Chroniques

A propos de perturbateurs endocriniens

À votre santé!

Il y a quelques semaines, la RTS a fait une très bonne émission sur le sujet. Il est bon de rappeler que le système endocrinien, ou système hormonal, est important pour la santé humaine et animale, car les hormones sont des messagers chimiques de l’organisme qui, à des doses infimes, jouent un rôle essentiel dans le développement, la croissance, la reproduction, le métabolisme, l’immunité et le comportement. Elles sont produites par des glandes spécialisées, appelées glandes endocrines. C’est un système très fin dont le dérèglement peut avoir des conséquences très graves: on connaît bien le «crétinisme» lié à un manque d’iode et à un dysfonctionnement de la glande thyroïde – c’est pourquoi on en rajoute au sel –, le «nanisme» souvent associé à un manque d’hormone de croissance, ou encore les pubertés précoces liées à un trouble de la glande surrénale.

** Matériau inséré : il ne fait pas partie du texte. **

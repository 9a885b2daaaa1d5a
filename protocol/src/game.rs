//! 对局
//!
//! 同一个 [`Game`] 类型同时用于权威端（主端，持有完整牌堆）和
//! 客户端的影子对局（从端，只通过复制命令获得已经公布的板块）。

use std::sync::Arc;

use rand::Rng;
use serde::{Deserialize, Serialize};

use crate::board::{Board, ChunkId, Meeple, PlacedTile, Position, Rotation};
use crate::config::GameConfig;
use crate::error::{CommandError, GameError};
use crate::listener::{GameEvent, GameListener};
use crate::player::{Player, UserId};
use crate::state::{GameStateType, GameTurn};
use crate::tile::{Tile, TileStack};

/// 对局在同步关系中的角色
#[derive(Debug, Clone, Copy, PartialEq, Eq, Serialize, Deserialize)]
pub enum GameRole {
    /// 权威端
    Master,
    /// 影子端
    Slave,
}

/// 对局快照
///
/// 不包含牌堆内容，只有剩余数量。
#[derive(Debug, Clone, PartialEq, Eq, Serialize, Deserialize)]
pub struct GameSnapshot {
    pub players: Vec<Player>,
    pub board: Vec<PlacedTile>,
    pub turn: GameTurn,
    pub state: GameStateType,
    pub remaining_tiles: u32,
    pub started: bool,
}

impl GameSnapshot {
    pub fn encode(&self) -> bincode::Result<Vec<u8>> {
        bincode::serialize(self)
    }

    pub fn decode(bytes: &[u8]) -> bincode::Result<Self> {
        bincode::deserialize(bytes)
    }

    pub fn is_over(&self) -> bool {
        self.state == GameStateType::GameOver
    }

    /// 得分最高的玩家（同分时取先行动者）
    pub fn leader(&self) -> Option<&Player> {
        self.players
            .iter()
            .rev()
            .max_by_key(|p| p.score)
    }
}

/// 对局
pub struct Game {
    config: Arc<GameConfig>,
    role: GameRole,
    board: Board,
    stack: TileStack,
    players: Vec<Player>,
    turn: GameTurn,
    state: GameStateType,
    started: bool,
    listener: Box<dyn GameListener>,
}

impl Game {
    /// 创建空对局
    pub fn new(
        config: Arc<GameConfig>,
        role: GameRole,
        listener: impl GameListener + 'static,
    ) -> Self {
        Self {
            config,
            role,
            board: Board::new(),
            stack: TileStack::new(),
            players: Vec::new(),
            turn: GameTurn::default(),
            state: GameStateType::TurnStart,
            started: false,
            listener: Box::new(listener),
        }
    }

    /// 根据主端快照创建影子对局
    pub fn from_snapshot(
        config: Arc<GameConfig>,
        snapshot: GameSnapshot,
        listener: impl GameListener + 'static,
    ) -> Self {
        Self {
            config,
            role: GameRole::Slave,
            board: Board::from_tiles(snapshot.board),
            stack: TileStack::new(),
            players: snapshot.players,
            turn: snapshot.turn,
            state: snapshot.state,
            started: snapshot.started,
            listener: Box::new(listener),
        }
    }

    /// 生成快照
    pub fn snapshot(&self) -> GameSnapshot {
        GameSnapshot {
            players: self.players.clone(),
            board: self.board.tiles().cloned().collect(),
            turn: self.turn.clone(),
            state: self.state,
            remaining_tiles: self.stack.len() as u32,
            started: self.started,
        }
    }

    /// 添加玩家
    pub fn add_player(&mut self, id: UserId) -> Result<(), GameError> {
        if self.started {
            return Err(GameError::AlreadyStarted);
        }
        if self.players.len() >= self.config.max_players {
            return Err(GameError::TooManyPlayers {
                max: self.config.max_players,
            });
        }
        self.players.push(Player::new(id));
        Ok(())
    }

    /// 开始对局（仅主端）
    pub fn start(&mut self) -> Result<(), GameError> {
        self.start_with_rng(&mut rand::thread_rng())
    }

    /// 使用指定随机源开始对局
    pub fn start_with_rng<R: Rng + ?Sized>(&mut self, rng: &mut R) -> Result<(), GameError> {
        if self.role != GameRole::Master {
            return Err(GameError::MasterOnly("start"));
        }
        if self.players.len() < self.config.min_players {
            return Err(GameError::NotEnoughPlayers {
                count: self.players.len(),
                min: self.config.min_players,
            });
        }

        // 重开时清空上一局
        if self.started {
            self.board.clear();
            self.turn.reset();
        }

        let meeples = self.config.meeples_per_player;
        for player in &mut self.players {
            player.init(meeples);
        }

        self.stack.clear();
        self.stack.fill_from_config(&self.config);
        self.stack.shuffle(rng);

        let starting = match self.stack.draw() {
            Some(tile) if tile.starting => tile,
            _ => return Err(GameError::NoStartingTile),
        };
        self.board.place_starting(starting);

        self.started = true;
        self.set_state(GameStateType::TurnStart);
        self.emit(GameEvent::Started);
        Ok(())
    }

    /// 开始回合：从牌堆抽出本回合的板块
    ///
    /// 主端丢弃无处可放的板块，牌堆抽空则对局结束；
    /// 从端的牌堆只有主端公布的那一块，放不下说明两端已经失步。
    pub fn begin_turn(&mut self) -> Result<(), GameError> {
        if !self.started {
            return Err(GameError::NotStarted);
        }
        if self.state == GameStateType::GameOver {
            return Err(GameError::GameOver);
        }

        loop {
            let Some(tile) = self.stack.draw() else {
                return match self.role {
                    GameRole::Master => {
                        self.game_over();
                        Ok(())
                    }
                    GameRole::Slave => Err(GameError::Desync(
                        "no replicated tile to draw".to_string(),
                    )),
                };
            };

            if self.board.has_free_place(&tile) {
                self.turn.begin(tile);
                let player = self.turn_executor_id()?;
                self.emit(GameEvent::TurnStarted { player, tile });
                self.set_state(GameStateType::PlaceTile);
                return Ok(());
            }

            if self.role == GameRole::Slave {
                return Err(GameError::Desync(format!(
                    "replicated tile {} has no free place on the board",
                    tile.config_index
                )));
            }

            tracing::debug!("板块 {} 无处可放，丢弃", tile.config_index);
            self.emit(GameEvent::TileDiscarded { tile });
        }
    }

    /// 把主端公布的板块放入从端牌堆
    pub(crate) fn receive_replicated_tile(&mut self, tile: Tile) {
        self.stack.clear();
        self.stack.fill([tile]);
    }

    /// 放置本回合抽到的板块
    pub(crate) fn place_drawn_tile(
        &mut self,
        position: Position,
        rotation: Rotation,
    ) -> Result<(), CommandError> {
        let tile = self.turn.tile_drawn.ok_or(CommandError::NoTileDrawn)?;
        let player = self.turn_executor_id()?;

        let placed = self.board.place(tile, position, rotation)?.clone();
        self.turn.placed_at = Some(position);
        self.emit(GameEvent::TilePlaced { player, tile: placed });
        self.set_state(GameStateType::PlaceMeeple);
        Ok(())
    }

    /// 在刚放置的板块上放米宝并结束回合
    pub(crate) fn place_meeple(&mut self, chunk: ChunkId) -> Result<(), CommandError> {
        let position = self.turn.placed_at.ok_or(CommandError::NoTileDrawn)?;
        let player = self.turn_executor_id()?;

        self.check_meeple_placement(player, position, chunk)?;

        if let Some(p) = self.players.iter_mut().find(|p| p.id == player) {
            p.meeples -= 1;
        }
        if let Some(placed) = self.board.get_mut(position) {
            placed.meeples.push(Meeple { owner: player, chunk });
        }

        self.emit(GameEvent::MeeplePlaced { player, position, chunk });
        self.end_turn()?;
        Ok(())
    }

    /// 检查米宝能否放在刚放置的板块上
    pub(crate) fn check_meeple_placement(
        &self,
        player: UserId,
        position: Position,
        chunk: ChunkId,
    ) -> Result<(), CommandError> {
        let has_meeple = self
            .player(player)
            .map(Player::has_meeple)
            .ok_or(CommandError::UnknownPlayer(player))?;
        if !has_meeple {
            return Err(CommandError::NoMeepleLeft(player));
        }

        let placed = self.board.get(position).ok_or(CommandError::NoTileDrawn)?;
        if placed.meeple_at(chunk).is_some() {
            return Err(CommandError::ChunkOccupied(chunk));
        }
        Ok(())
    }

    /// 跳过米宝放置并结束回合
    pub(crate) fn skip_meeple(&mut self) -> Result<(), CommandError> {
        self.end_turn()?;
        Ok(())
    }

    /// 收回米宝（供计分规则调用）
    pub fn return_meeple(&mut self, position: Position, chunk: ChunkId) -> Option<Meeple> {
        let placed = self.board.get_mut(position)?;
        let index = placed.meeples.iter().position(|m| m.chunk == chunk)?;
        let meeple = placed.meeples.remove(index);

        if let Some(owner) = self.players.iter_mut().find(|p| p.id == meeple.owner) {
            owner.meeples += 1;
        }
        self.emit(GameEvent::MeepleRemoved {
            player: meeple.owner,
            position,
            chunk,
        });
        Some(meeple)
    }

    /// 结束回合
    ///
    /// 主端立即开始下一回合；从端停在 `TurnStart` 等待主端公布板块。
    fn end_turn(&mut self) -> Result<(), GameError> {
        let player = self.turn_executor_id()?;
        self.set_state(GameStateType::TurnEnd);
        self.turn.end(self.players.len());
        self.emit(GameEvent::TurnEnded { player });
        self.set_state(GameStateType::TurnStart);

        match self.role {
            GameRole::Master => self.begin_turn(),
            GameRole::Slave => Ok(()),
        }
    }

    /// 应用主端发来的终局快照（仅从端）
    pub fn apply_result(&mut self, result: GameSnapshot) -> Result<(), GameError> {
        if self.role != GameRole::Slave {
            return Err(GameError::Desync(
                "master game received a game result".to_string(),
            ));
        }
        self.players = result.players;
        self.board = Board::from_tiles(result.board);
        self.turn = result.turn;
        if self.state != GameStateType::GameOver {
            self.game_over();
        }
        Ok(())
    }

    fn game_over(&mut self) {
        self.set_state(GameStateType::GameOver);
        self.emit(GameEvent::GameOver);
    }

    fn set_state(&mut self, to: GameStateType) {
        let from = self.state;
        if from != to {
            self.state = to;
            self.emit(GameEvent::StateChanged { from, to });
        }
    }

    fn emit(&mut self, event: GameEvent) {
        self.listener.on_event(&event);
    }

    fn turn_executor_id(&self) -> Result<UserId, GameError> {
        self.turn_executor()
            .map(|p| p.id)
            .ok_or_else(|| GameError::Desync("turn points at no player".to_string()))
    }

    // ========================================================================
    // 访问器
    // ========================================================================

    pub fn config(&self) -> &GameConfig {
        &self.config
    }

    pub fn role(&self) -> GameRole {
        self.role
    }

    pub fn board(&self) -> &Board {
        &self.board
    }

    pub fn stack(&self) -> &TileStack {
        &self.stack
    }

    pub fn players(&self) -> &[Player] {
        &self.players
    }

    pub fn player(&self, id: UserId) -> Option<&Player> {
        self.players.iter().find(|p| p.id == id)
    }

    /// 当前必须行动的玩家
    pub fn turn_executor(&self) -> Option<&Player> {
        self.players.get(self.turn.player_index)
    }

    pub fn turn(&self) -> &GameTurn {
        &self.turn
    }

    pub fn state(&self) -> GameStateType {
        self.state
    }

    pub fn is_started(&self) -> bool {
        self.started
    }

    pub fn is_over(&self) -> bool {
        self.state == GameStateType::GameOver
    }
}

impl std::fmt::Debug for Game {
    fn fmt(&self, f: &mut std::fmt::Formatter<'_>) -> std::fmt::Result {
        f.debug_struct("Game")
            .field("role", &self.role)
            .field("players", &self.players)
            .field("turn", &self.turn)
            .field("state", &self.state)
            .field("started", &self.started)
            .field("board_tiles", &self.board.len())
            .field("stack_tiles", &self.stack.len())
            .finish()
    }
}
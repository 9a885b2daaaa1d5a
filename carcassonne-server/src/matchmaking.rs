//! 匹配队列
//!
//! 先到先得：凑满一局所需的人数后立即成组。

use std::collections::VecDeque;

use protocol::UserId;

/// 匹配队列
pub struct Matchmaking {
    queue: VecDeque<UserId>,
    players_per_match: usize,
}

impl Matchmaking {
    pub fn new(players_per_match: usize) -> Self {
        Self {
            queue: VecDeque::new(),
            players_per_match,
        }
    }

    /// 加入队列，已在队列中时返回 false
    pub fn join(&mut self, user_id: UserId) -> bool {
        if self.contains(user_id) {
            return false;
        }
        self.queue.push_back(user_id);
        true
    }

    /// 离开队列，不在队列中时返回 false
    pub fn leave(&mut self, user_id: UserId) -> bool {
        let before = self.queue.len();
        self.queue.retain(|&id| id != user_id);
        self.queue.len() != before
    }

    pub fn contains(&self, user_id: UserId) -> bool {
        self.queue.contains(&user_id)
    }

    /// 人数足够时取出一组玩家
    pub fn try_form_group(&mut self) -> Option<Vec<UserId>> {
        if self.queue.len() < self.players_per_match {
            return None;
        }
        Some(self.queue.drain(..self.players_per_match).collect())
    }

    pub fn queued(&self) -> usize {
        self.queue.len()
    }

    pub fn players_per_match(&self) -> usize {
        self.players_per_match
    }
}
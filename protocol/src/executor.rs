//! 命令执行器
//!
//! 执行顺序固定：回合归属、阶段、命令自身的合法性，全部通过后才修改对局。
//! 任何一步失败都不会改变对局状态。

use crate::command::{Command, Executable};
use crate::error::{CommandError, GameError};
use crate::game::Game;
use crate::listener::CommandListener;
use crate::player::UserId;

/// 命令执行器
pub struct CommandExecutor {
    listener: Box<dyn CommandListener>,
}

impl CommandExecutor {
    pub fn new(listener: impl CommandListener + 'static) -> Self {
        Self {
            listener: Box::new(listener),
        }
    }

    /// 以玩家 `user` 的身份执行命令
    pub fn execute(
        &mut self,
        game: &mut Game,
        user: UserId,
        command: &Command,
    ) -> Result<(), CommandError> {
        let result = Self::check_turn(game, user).and_then(|_| Self::apply(game, command));
        self.report(command, result)
    }

    /// 在从端重放主端已经执行过的命令
    ///
    /// 回合归属已经由主端判定，这里只检查阶段和合法性。
    pub fn replicate(&mut self, game: &mut Game, command: &Command) -> Result<(), CommandError> {
        let result = Self::check_started(game).and_then(|_| Self::apply(game, command));
        self.report(command, result)
    }

    fn check_started(game: &Game) -> Result<(), CommandError> {
        if !game.is_started() {
            return Err(GameError::NotStarted.into());
        }
        Ok(())
    }

    fn check_turn(game: &Game, user: UserId) -> Result<(), CommandError> {
        Self::check_started(game)?;
        if game.player(user).is_none() {
            return Err(CommandError::UnknownPlayer(user));
        }

        let turn_holder = game
            .turn_executor()
            .map(|p| p.id)
            .ok_or_else(|| GameError::Desync("turn points at no player".to_string()))?;
        if turn_holder != user {
            return Err(CommandError::NotYourTurn { user, turn_holder });
        }
        Ok(())
    }

    fn apply(game: &mut Game, command: &Command) -> Result<(), CommandError> {
        if !game.state().allows(command.command_type()) {
            return Err(CommandError::WrongState {
                required: command.required_state(),
                actual: game.state(),
            });
        }

        command.can_be_executed(game)?;
        command.execute(game)
    }

    fn report(
        &mut self,
        command: &Command,
        result: Result<(), CommandError>,
    ) -> Result<(), CommandError> {
        match &result {
            Ok(()) => self.listener.on_command_executed(command),
            Err(reason) => self.listener.on_command_failed(command, reason),
        }
        result
    }
}

impl Default for CommandExecutor {
    fn default() -> Self {
        Self::new(())
    }
}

Penser que des substances ou des produits de dégradation issus de l’industrie, de l’agriculture, des produits ménagers, des médicaments et des cosmétiques peuvent perturber ce système biologique à la fois si fin et si délicat devrait donc bel et bien inquiéter le monde scientifique et les décideurs·euses politiques. On a actuellement un faisceau d’indices qui permettent d’estimer que les perturbateurs endocriniens jouent un rôle prépondérant dans les cancers hormonodépendants, en particulier le cancer du sein chez les femmes de moins de 50 ans ou le cancer testiculaire, qui ont tout deux augmenté de manière alarmante depuis trente ans. Mais aussi dans les troubles de la reproduction.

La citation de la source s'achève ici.